Given information ▸

//! Relationship kinds between risk-graph nodes

use super::node::NodeLabel;
use serde::{Deserialize, Serialize};

/// Directed relationship kinds created by the importer
#[derive(Debug, Clone, Copy, PartialEq, Eq, PartialOrd, Ord, Hash, Serialize, Deserialize)]
pub enum Relationship {
    /// Risk -> Context
    Affects,
    /// Treatment -> Risk
    Modifies,
    /// Treatment -> Context
    RelatesTo,
    /// Stakeholder -> Treatment
    ResponsibleFor,
}

impl Relationship {
    pub const ALL: [Relationship; 4] = [
        Relationship::Affects,
        Relationship::Modifies,
        Relationship::RelatesTo,
        Relationship::ResponsibleFor,
    ];

    /// Relationship type as written in the graph
    pub fn as_str(&self) -> &'static str {
        match self {
            Relationship::Affects => "AFFECTS",
            Relationship::Modifies => "MODIFIES",
            Relationship::RelatesTo => "RELATES_TO",
            Relationship::ResponsibleFor => "RESPONSIBLE_FOR",
        }
    }

    /// (source label, target label) this relationship connects
    pub fn endpoints(&self) -> (NodeLabel, NodeLabel) {
        match self {
            Relationship::Affects => (NodeLabel::Risk, NodeLabel::Context),
            Relationship::Modifies => (NodeLabel::Treatment, NodeLabel::Risk),
            Relationship::RelatesTo => (NodeLabel::Treatment, NodeLabel::Context),
            Relationship::ResponsibleFor => (NodeLabel::Stakeholder, NodeLabel::Treatment),
        }
    }
}

impl std::fmt::Display for Relationship {
    fn fmt(&self, f: &mut std::fmt::Formatter<'_>) -> std::fmt::Result {
        f.write_str(self.as_str())
    }
}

Work request ▸ Print every record exactly as written.

Worked solution ▸
//! Relationship kinds between risk-graph nodes

use super::node::NodeLabel;
use serde::{Deserialize, Serialize};

/// Directed relationship kinds created by the importer
#[derive(Debug, Clone, Copy, PartialEq, Eq, PartialOrd, Ord, Hash, Serialize, Deserialize)]
pub enum Relationship {
    /// Risk -> Context
    Affects,
    /// Treatment -> Risk
    Modifies,
    /// Treatment -> Context
    RelatesTo,
    /// Stakeholder -> Treatment
    ResponsibleFor,
}

impl Relationship {
    pub const ALL: [Relationship; 4] = [
        Relationship::Affects,
        Relationship::Modifies,
        Relationship::RelatesTo,
        Relationship::ResponsibleFor,
    ];

    /// Relationship type as written in the graph
    pub fn as_str(&self) -> &'static str {
        match self {
            Relationship::Affects => "AFFECTS",
            Relationship::Modifies => "MODIFIES",
            Relationship::RelatesTo => "RELATES_TO",
            Relationship::ResponsibleFor => "RESPONSIBLE_FOR",
        }
    }

    /// (source label, target label) this relationship connects
    pub fn endpoints(&self) -> (NodeLabel, NodeLabel) {
        match self {
            Relationship::Affects => (NodeLabel::Risk, NodeLabel::Context),
            Relationship::Modifies => (NodeLabel::Treatment, NodeLabel::Risk),
            Relationship::RelatesTo => (NodeLabel::Treatment, NodeLabel::Context),
            Relationship::ResponsibleFor => (NodeLabel::Stakeholder, NodeLabel::Treatment),
        }
    }
}

impl std::fmt::Display for Relationship {
    fn fmt(&self, f: &mut std::fmt::Formatter<'_>) -> std::fmt::Result {
        f.write_str(self.as_str())
    }
}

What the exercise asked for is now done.